Activity: Which lines in the records below contain the word "SessionConfig"? Copy each of them.
Information START
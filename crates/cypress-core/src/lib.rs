//! # Cypress Core Library
//!
//! Core functionality for the Cypress clinical instrument data-collection
//! software.
//!
//! This library provides:
//! - Serial protocol communication with measurement instruments
//! - Lookup-table driven command building and response classification
//! - Fixed-offset binary record decoding into typed measurements
//! - Per-device test aggregates with validity rules and JSON result records
//! - Simulated instruments for hardware-free testing
//!
//! ## Supported instruments
//!
//! - Body-composition analyzer (TBF-310 class)
//! - Weigh scale (Tanita class)
//! - Audiometer (RA-300 class)
//! - Bluetooth thermometer (record decoding only)
//!
//! ## Example
//!
//! ```rust,ignore
//! use cypress_core::device::DeviceKind;
//! use cypress_core::protocol::{DeviceSession, SessionConfig};
//!
//! let config = SessionConfig {
//!     port_name: "/dev/ttyUSB0".to_string(),
//!     ..Default::default()
//! };
//! let mut session = DeviceSession::new(DeviceKind::WeighScale, config);
//! session.connect()?;
//! // ... pump the session from the host event loop, then:
//! let record = session.to_record();
//! ```

#![warn(missing_docs)]

pub mod data;
pub mod demo;
pub mod device;
pub mod protocol;

/// Re-export commonly used types
pub mod prelude {
    pub use crate::data::{Attribute, Measurement, Test, Value};
    pub use crate::demo::SimulatedInstrument;
    pub use crate::device::DeviceKind;
    pub use crate::protocol::{
        BodyCompositionInputs, DeviceSession, ProtocolError, SessionConfig, SessionEvent,
        SessionState, UnitsSystem,
    };
}

/// Library version
pub const VERSION: &str = env!("CARGO_PKG_VERSION");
Information END
Result for this exercise:
//! use cypress_core::protocol::{DeviceSession, SessionConfig};
//! let config = SessionConfig {
        BodyCompositionInputs, DeviceSession, ProtocolError, SessionConfig, SessionEvent,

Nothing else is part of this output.